The question of whether Provost deserves a place in the Hockey Hall of Fame may or may not be answered this coming Tuesday when a new class of inductees is named. Provost, who only ever played for the Montreal Canadiens during his 15-year NHL career, certainly has a bevy of Stanley Cup championships to endorse him: he helped the Habs win nine in his time. Renowned as a right winger for his prowess as a checker, he also led the Canadiens in goalscoring in 1961-62, when he scored 33 in a line-up that included Bernie Geoffrion and Jean Béliveau. In 1964-65, he was named to the First All-Star Team, ahead of a pretty good right winger from Detroit named Gordie Howie. Provost also won the first Bill Masterton Memorial Trophy in 1968 in recognition of his dedication, sportsmanship, and perseverance.
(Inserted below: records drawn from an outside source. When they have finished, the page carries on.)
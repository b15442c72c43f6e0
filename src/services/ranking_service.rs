//! Ranker de candidatos
//!
//! Produce la lista ordenada de conductores y vehículos elegibles para un
//! trip, mejor primero. El filtro de elegibilidad y la puntuación son
//! funciones puras sobre los hechos ya cargados; la parte async solo
//! carga datos y delega aquí. El mismo input produce siempre el mismo
//! orden: los empates se rompen por ID ascendente.

use chrono::{DateTime, Duration, Utc};
use futures::future::join_all;
use num_traits::ToPrimitive;
use sqlx::PgPool;
use uuid::Uuid;

use crate::config::environment::EnvironmentConfig;
use crate::dto::dispatch_dto::{
    DriverCandidate, DriverScoreBreakdown, PairSuggestion, RankedCandidates, TripSummary,
    VehicleCandidate, VehicleScoreBreakdown,
};
use crate::models::driver::{Driver, DriverStatus};
use crate::models::trip::Trip;
use crate::models::vehicle::{Vehicle, VehicleCategory, VehicleStatus};
use crate::repositories::assignment_repository::AssignmentRepository;
use crate::repositories::booking_repository::BookingRepository;
use crate::repositories::driver_repository::DriverRepository;
use crate::repositories::trip_repository::TripRepository;
use crate::repositories::vehicle_repository::VehicleRepository;
use crate::services::availability_service::find_blocking_trip;
use crate::utils::errors::{AppError, AppResult};

// Pesos de la suma ponderada. Suman 1.0 por lado para que el score total
// quede en [0, 1].
const W_DRIVER_PRIORITY: f64 = 0.35;
const W_DRIVER_WORKLOAD: f64 = 0.40;
const W_DRIVER_RATING: f64 = 0.25;

const W_VEHICLE_CAPACITY: f64 = 0.40;
const W_VEHICLE_ODOMETER: f64 = 0.35;
const W_VEHICLE_MAINTENANCE: f64 = 0.25;

const MAX_PAIR_CANDIDATES: usize = 5;
const MAX_PAIR_SUGGESTIONS: usize = 10;

/// Hechos pre-cargados sobre un conductor para un trip concreto.
#[derive(Debug, Clone, Copy)]
pub struct DriverFacts {
    /// Asignaciones activas en el período circundante.
    pub workload: i64,
    /// Trip que bloquea la ventana del trip objetivo, si lo hay.
    pub blocking_trip_id: Option<Uuid>,
}

/// Hechos pre-cargados sobre un vehículo para un trip concreto.
#[derive(Debug, Clone, Copy)]
pub struct VehicleFacts {
    pub blocking_trip_id: Option<Uuid>,
}

/// Evaluar un conductor contra un trip. Función pura.
pub fn evaluate_driver(
    driver: &Driver,
    facts: &DriverFacts,
    trip: &Trip,
    required_seats: i32,
    allow_cross_branch: bool,
) -> DriverCandidate {
    let mut eligible = true;
    let mut reasons = Vec::new();

    if driver.status != DriverStatus::Available {
        eligible = false;
        reasons.push(format!("driver status is {:?}", driver.status));
    }

    if driver.branch_id != trip.branch_id && !driver.cross_branch && !allow_cross_branch {
        eligible = false;
        reasons.push("driver belongs to another branch".to_string());
    }

    let trip_date = trip.window_start.date_naive();
    if !driver.license_valid_on(trip_date) {
        eligible = false;
        reasons.push(format!("license expired on {}", driver.license_expiry));
    }

    if !driver.can_drive_seats(required_seats) {
        eligible = false;
        reasons.push(format!(
            "license class {} does not cover {} seats",
            driver.license_class, required_seats
        ));
    }

    if let Some(blocking) = facts.blocking_trip_id {
        eligible = false;
        reasons.push(format!("window overlaps trip {}", blocking));
    }

    // Sub-scores normalizados a (0, 1], mayor es mejor
    let priority = 1.0 / driver.priority_level.max(1) as f64;
    let workload = 1.0 / (1.0 + facts.workload as f64);
    let rating = (driver.rating.to_f64().unwrap_or(0.0) / 5.0).clamp(0.0, 1.0);

    let total_score =
        W_DRIVER_PRIORITY * priority + W_DRIVER_WORKLOAD * workload + W_DRIVER_RATING * rating;

    DriverCandidate {
        id: driver.id,
        name: driver.full_name.clone(),
        phone: driver.phone.clone(),
        license_class: driver.license_class.clone(),
        rating: driver.rating,
        workload: facts.workload,
        eligible,
        reasons,
        scores: DriverScoreBreakdown {
            priority,
            workload,
            rating,
        },
        total_score,
    }
}

/// Evaluar un vehículo contra un trip. Función pura.
pub fn evaluate_vehicle(
    vehicle: &Vehicle,
    facts: &VehicleFacts,
    trip: &Trip,
    category: &VehicleCategory,
    now: DateTime<Utc>,
    allow_cross_branch: bool,
) -> VehicleCandidate {
    let mut eligible = true;
    let mut reasons = Vec::new();

    if vehicle.status != VehicleStatus::Available {
        eligible = false;
        reasons.push(format!("vehicle status is {:?}", vehicle.status));
    }

    if vehicle.branch_id != trip.branch_id && !vehicle.cross_branch && !allow_cross_branch {
        eligible = false;
        reasons.push("vehicle belongs to another branch".to_string());
    }

    if vehicle.category_id != trip.required_category_id {
        eligible = false;
        reasons.push(format!("vehicle category does not match '{}'", category.name));
    }

    if vehicle.capacity < category.seats {
        eligible = false;
        reasons.push(format!(
            "capacity {} below required {} seats",
            vehicle.capacity, category.seats
        ));
    }

    if let Some(blocking) = facts.blocking_trip_id {
        eligible = false;
        reasons.push(format!("window overlaps trip {}", blocking));
    }

    // Preferir el vehículo con menos capacidad sobrante, menos kilómetros
    // y mantenimiento más reciente
    let slack = (vehicle.capacity - category.seats).max(0);
    let capacity_fit = 1.0 / (1.0 + slack as f64);
    let odometer = 1.0 / (1.0 + vehicle.odometer_km.to_f64().unwrap_or(0.0) / 100_000.0);
    let maintenance = match vehicle.last_maintenance_at {
        Some(at) => {
            let days = (now - at).num_days().max(0) as f64;
            1.0 / (1.0 + days / 180.0)
        }
        None => 0.0,
    };

    let total_score = W_VEHICLE_CAPACITY * capacity_fit
        + W_VEHICLE_ODOMETER * odometer
        + W_VEHICLE_MAINTENANCE * maintenance;

    VehicleCandidate {
        id: vehicle.id,
        license_plate: vehicle.license_plate.clone(),
        model: vehicle.model.clone(),
        capacity: vehicle.capacity,
        category_name: category.name.clone(),
        eligible,
        reasons,
        scores: VehicleScoreBreakdown {
            capacity_fit,
            odometer,
            maintenance,
        },
        total_score,
    }
}

/// Orden final: elegibles primero, score descendente, ID ascendente como
/// desempate determinista.
pub fn rank_driver_candidates(mut candidates: Vec<DriverCandidate>) -> Vec<DriverCandidate> {
    candidates.sort_by(|a, b| {
        b.eligible
            .cmp(&a.eligible)
            .then(b.total_score.total_cmp(&a.total_score))
            .then(a.id.cmp(&b.id))
    });
    candidates
}

pub fn rank_vehicle_candidates(mut candidates: Vec<VehicleCandidate>) -> Vec<VehicleCandidate> {
    candidates.sort_by(|a, b| {
        b.eligible
            .cmp(&a.eligible)
            .then(b.total_score.total_cmp(&a.total_score))
            .then(a.id.cmp(&b.id))
    });
    candidates
}

/// Combinar los mejores candidatos de cada lado en parejas sugeridas.
pub fn build_pair_suggestions(
    drivers: &[DriverCandidate],
    vehicles: &[VehicleCandidate],
) -> Vec<PairSuggestion> {
    let top_drivers: Vec<_> = drivers
        .iter()
        .filter(|d| d.eligible)
        .take(MAX_PAIR_CANDIDATES)
        .collect();
    let top_vehicles: Vec<_> = vehicles
        .iter()
        .filter(|v| v.eligible)
        .take(MAX_PAIR_CANDIDATES)
        .collect();

    let mut pairs = Vec::new();
    for driver in &top_drivers {
        for vehicle in &top_vehicles {
            pairs.push(PairSuggestion {
                driver_id: driver.id,
                driver_name: driver.name.clone(),
                vehicle_id: vehicle.id,
                vehicle_plate: vehicle.license_plate.clone(),
                score: driver.total_score + vehicle.total_score,
            });
        }
    }

    pairs.sort_by(|a, b| {
        b.score
            .total_cmp(&a.score)
            .then(a.driver_id.cmp(&b.driver_id))
            .then(a.vehicle_id.cmp(&b.vehicle_id))
    });
    pairs.truncate(MAX_PAIR_SUGGESTIONS);
    pairs
}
After Provost’s death at the age of 50 in 1984, Tim Burke of the Montreal Gazette remembered him as “one of the best-liked guys ever who ever wore CH on his chest and the premier defensive forward of his time.” Toe Blake assigned him to shadow Bobby Hull whenever Montreal played Chicago during the 1960s, and he had some success in (to borrow Burke’s phrase) trussing up the explosive left winger. Provost wasn’t always convinced that he was winning that duel, though. “I used to have pretty good success in checking,” he said of Hull in 1964, “then I got caught twice and scored two goals. What am I supposed to do, sit on him?”

Henri Richard was his roommate in junior and throughout his Montreal career. “He had very little talent,” he said, fondly, “but he made up for everything with hard work. … He even became a goalscorer by just getting in front all the time. We used to kid him that more goals went in off his ass than his stick.” He’d anchor himself in the slot with a distinctive bow-legged stance, digging his skates into the ice so hard that, as Canadiens’ equipment manager Eddie Palchak recalled, “he needed his skates sharpened after every period.”

“That’s why we started calling him Cowboy Joe,” Richard said, “those bow legs of his. He was the perfect guy to room with. You couldn’t stay down in the dumps with him around. He was always fun and a great team man.”